Figure 1. Generation of hCOs from H9 ESCs.

(A) A schematic depicting the main steps for human cerebral organoid (hCO) production. Representative bright-field images of morphological changes are shown below. Triangles (Day 9) mark the inner and outer edge of the neuroepithelial ring, and arrows (Day 13) indicate early ventricle structures. Scale bars: 250 μm for days 0, 5, 9, and 13 and 1 mm for Day 60. (B, C, D) The effect of well shape and surface coating on embryoid body (EB) formation was assessed on Day 5. (B) Representative bright-field images of EBs generated using the indicated plate format. Scale bar = 250 μm.
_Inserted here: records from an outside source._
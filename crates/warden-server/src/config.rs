use std::fs;

use anyhow::{Context, Result};
use serde::Deserialize;
use warden_db::DbConfig;
use warden_service::ServiceConfig;

// Server configuration sourced from environment variables.
#[derive(Debug, Clone, Default)]
pub struct ServerConfig {
    pub db: DbConfig,
    pub service: ServiceConfig,
}

#[derive(Debug, Deserialize)]
struct ServerConfigOverride {
    db: Option<DbConfig>,
    service: Option<ServiceConfig>,
}

fn env_u64(name: &str, default: u64) -> Result<u64> {
    match std::env::var(name) {
        Ok(raw) => raw.parse().with_context(|| format!("parse {name}")),
        Err(_) => Ok(default),
    }
}

impl ServerConfig {
    pub fn from_env() -> Result<Self> {
        let defaults = Self::default();
        let var_or = |name: &str, default: String| std::env::var(name).unwrap_or(default);

        let db = DbConfig {
            endpoint: var_or("WARDEN_DB_ENDPOINT", defaults.db.endpoint),
            namespace: var_or("WARDEN_DB_NS", defaults.db.namespace),
            database: var_or("WARDEN_DB_NAME", defaults.db.database),
            username: var_or("WARDEN_DB_USER", defaults.db.username),
            password: var_or("WARDEN_DB_PASS", defaults.db.password),
        };
        let service = ServiceConfig {
            default_page_size: env_u64(
                "WARDEN_DEFAULT_PAGE_SIZE",
                defaults.service.default_page_size,
            )?,
            max_page_size: env_u64("WARDEN_MAX_PAGE_SIZE", defaults.service.max_page_size)?,
        };
        Ok(Self { db, service })
    }

    pub fn from_env_or_yaml() -> Result<Self> {
        let mut config = Self::from_env()?;
        if let Ok(path) = std::env::var("WARDEN_CONFIG") {
            let contents =
                fs::read_to_string(&path).with_context(|| format!("read WARDEN_CONFIG: {path}"))?;
            config.apply_yaml(&contents)?;
        }
        Ok(config)
    }

    fn apply_yaml(&mut self, contents: &str) -> Result<()> {
        let override_cfg: ServerConfigOverride =
            serde_yaml::from_str(contents).with_context(|| "parse warden config yaml")?;
        if let Some(db) = override_cfg.db {
            self.db = db;
        }
        if let Some(service) = override_cfg.service {
            self.service = service;
        }
        Ok(())
    }
}
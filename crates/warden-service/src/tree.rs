//! Shaping the flat resource catalog into an application → module →
//! function tree with per-node grant flags.

use std::collections::{HashMap, HashSet};

use serde::Serialize;
use uuid::Uuid;
use warden_core::models::resource::{NodeType, ResourceNode};

/// Maximum nesting followed when walking parents or building children.
/// Guards against cycles in corrupt catalog data.
const MAX_TREE_DEPTH: usize = 50;

#[derive(Debug, Clone, Copy, PartialEq, Eq)]
pub enum TreeMode {
    /// Granted nodes and the ancestors needed to reach them.
    Effective,
    /// The whole catalog, every node flagged.
    Editable,
}

#[derive(Debug, Clone, PartialEq, Eq, Serialize)]
#[serde(rename_all = "camelCase")]
pub struct PermissionNode {
    pub id: Uuid,
    pub parent_id: Option<Uuid>,
    pub node_type: NodeType,
    pub name: String,
    pub alias: String,
    pub granted: bool,
    pub children: Vec<PermissionNode>,
}

impl PermissionNode {
    /// Ids of this node and all its descendants, depth first.
    pub fn flatten(&self) -> Vec<Uuid> {
        let mut ids = vec![self.id];
        for child in &self.children {
            ids.extend(child.flatten());
        }
        ids
    }

    /// Ids of granted nodes in this subtree, depth first.
    pub fn granted_ids(&self) -> Vec<Uuid> {
        let mut ids = Vec::new();
        if self.granted {
            ids.push(self.id);
        }
        for child in &self.children {
            ids.extend(child.granted_ids());
        }
        ids
    }
}

struct Builder<'a> {
    nodes: HashMap<Uuid, &'a ResourceNode>,
    children: HashMap<Uuid, Vec<&'a ResourceNode>>,
    granted: &'a HashSet<Uuid>,
    keep: Option<HashSet<Uuid>>,
}

impl Builder<'_> {
    fn included(&self, id: Uuid) -> bool {
        self.keep.as_ref().is_none_or(|keep| keep.contains(&id))
    }

    fn build(&self, node: &ResourceNode, depth: usize) -> PermissionNode {
        let children = if depth >= MAX_TREE_DEPTH {
            Vec::new()
        } else {
            self.children
                .get(&node.id)
                .into_iter()
                .flatten()
                .filter(|child| self.included(child.id))
                .map(|child| self.build(child, depth + 1))
                .collect()
        };
        PermissionNode {
            id: node.id,
            parent_id: node.parent_id,
            node_type: node.node_type,
            name: node.name.clone(),
            alias: node.alias.clone(),
            granted: self.granted.contains(&node.id),
            children,
        }
    }

    /// Granted nodes plus every ancestor present in the catalog.
    fn granted_with_ancestors(&self) -> HashSet<Uuid> {
        let mut keep = HashSet::new();
        for id in self.granted {
            let mut current = self.nodes.get(id).copied();
            for _ in 0..MAX_TREE_DEPTH {
                let Some(node) = current else { break };
                if !keep.insert(node.id) {
                    break;
                }
                current = node.parent_id.and_then(|p| self.nodes.get(&p).copied());
            }
        }
        keep
    }
}

/// Build the permission tree for `catalog`.
///
/// Siblings are ordered by `sort_index`, then creation time. Nodes whose
/// parent is missing from `catalog` are unreachable and dropped.
pub fn build_tree(
    catalog: &[ResourceNode],
    granted: &HashSet<Uuid>,
    mode: TreeMode,
) -> Vec<PermissionNode> {
    let mut sorted: Vec<&ResourceNode> = catalog.iter().collect();
    sorted.sort_by(|a, b| {
        a.sort_index
            .cmp(&b.sort_index)
            .then(a.created_at.cmp(&b.created_at))
    });

    let mut builder = Builder {
        nodes: sorted.iter().map(|n| (n.id, *n)).collect(),
        children: HashMap::new(),
        granted,
        keep: None,
    };
    for node in &sorted {
        if let Some(parent_id) = node.parent_id {
            builder.children.entry(parent_id).or_default().push(*node);
        }
    }
    if mode == TreeMode::Effective {
        builder.keep = Some(builder.granted_with_ancestors());
    }

    sorted
        .iter()
        .filter(|n| n.node_type == NodeType::Application && n.parent_id.is_none())
        .filter(|n| builder.included(n.id))
        .map(|n| builder.build(n, 0))
        .collect()
}

#[cfg(test)]
mod tests {
    use chrono::{Duration, Utc};

    use super::*;

    fn catalog() -> (Vec<ResourceNode>, [Uuid; 6]) {
        let ids = [(); 6].map(|_| Uuid::new_v4());
        let [crm, contacts, export, search, hr, payroll] = ids;
        let base = Utc::now();
        let node = |i: i64, id, app_id, parent_id, node_type, name: &str, sort_index| ResourceNode {
            id,
            app_id,
            parent_id,
            node_type,
            name: name.into(),
            alias: name.to_lowercase(),
            sort_index,
            created_at: base + Duration::seconds(i),
        };
        (
            vec![
                node(0, crm, crm, None, NodeType::Application, "CRM", 1),
                node(1, contacts, crm, Some(crm), NodeType::Module, "Contacts", 0),
                node(2, export, crm, Some(contacts), NodeType::Function, "Export", 2),
                node(3, search, crm, Some(contacts), NodeType::Function, "Search", 1),
                node(4, hr, hr, None, NodeType::Application, "HR", 0),
                node(5, payroll, hr, Some(hr), NodeType::Module, "Payroll", 0),
            ],
            ids,
        )
    }

    #[test]
    fn effective_tree_keeps_granted_nodes_and_their_ancestors() {
        let (catalog, [crm, contacts, export, _search, _hr, _payroll]) = catalog();
        let granted = HashSet::from([export]);

        let tree = build_tree(&catalog, &granted, TreeMode::Effective);
        assert_eq!(tree.len(), 1);
        assert_eq!(tree[0].id, crm);
        assert!(!tree[0].granted);
        assert_eq!(tree[0].flatten(), vec![crm, contacts, export]);
        assert_eq!(tree[0].granted_ids(), vec![export]);
    }

    #[test]
    fn editable_tree_lists_everything_in_sort_order() {
        let (catalog, [crm, contacts, export, search, hr, payroll]) = catalog();
        let granted = HashSet::from([search]);

        let tree = build_tree(&catalog, &granted, TreeMode::Editable);
        let roots: Vec<Uuid> = tree.iter().map(|n| n.id).collect();
        assert_eq!(roots, vec![hr, crm]);
        assert_eq!(tree[0].flatten(), vec![hr, payroll]);
        assert_eq!(tree[1].flatten(), vec![crm, contacts, search, export]);
        assert_eq!(tree[1].granted_ids(), vec![search]);
    }

    #[test]
    fn nothing_granted_means_empty_effective_tree() {
        let (catalog, _) = catalog();
        assert!(build_tree(&catalog, &HashSet::new(), TreeMode::Effective).is_empty());
    }

    #[test]
    fn grants_outside_the_catalog_are_ignored() {
        let (catalog, _) = catalog();
        let granted = HashSet::from([Uuid::new_v4()]);
        assert!(build_tree(&catalog, &granted, TreeMode::Effective).is_empty());
        assert!(build_tree(&[], &granted, TreeMode::Editable).is_empty());
    }

    #[test]
    fn cyclic_parents_terminate() {
        let (mut catalog, [_, _, export, ..]) = catalog();
        // contacts <-> export
        catalog[1].parent_id = Some(export);
        let granted = HashSet::from([export]);
        let tree = build_tree(&catalog, &granted, TreeMode::Effective);
        assert!(tree.is_empty());
    }
}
Non-treated (NT), nonbinding (NB). (C) Percent of cell aggregates displaying uniform density as assessed using phase-contrast microscopy is plotted as the mean ± SD (n = 3). (D) Individual EB diameters (black circles) and the mean (horizontal dash) ± SD (n ≥ 30/condition) is plotted. (E) Percent of total EBs displaying radialization neuroepithelium on Day 5 at the indicated bFGF concentrations are plotted as mean ± SD (n = 3). (F, G) Analysis of ventricle formation on Day 13. (F) Representative bright-field images of COs before Matrigel extraction from three independent batches are shown. Scale bar = 500 μm. (G) Quantification of the diameter of individual ventricle-like structures (black circles) from three independent batches is plotted with the mean diameter marked (horizontal dash). (F) Colored numbering corresponds to images in panel (F). (H) Macroscopic organization in H9-derived hCOs. Representative bright-field (Scale bar = 1 mm) images of hCOs in suspension culture at 4, 8, 12, 18, and 24 wk of culture (top) with corresponding sections stained with DAPI to mark nuclei (bottom). Scale bar = 500 μm.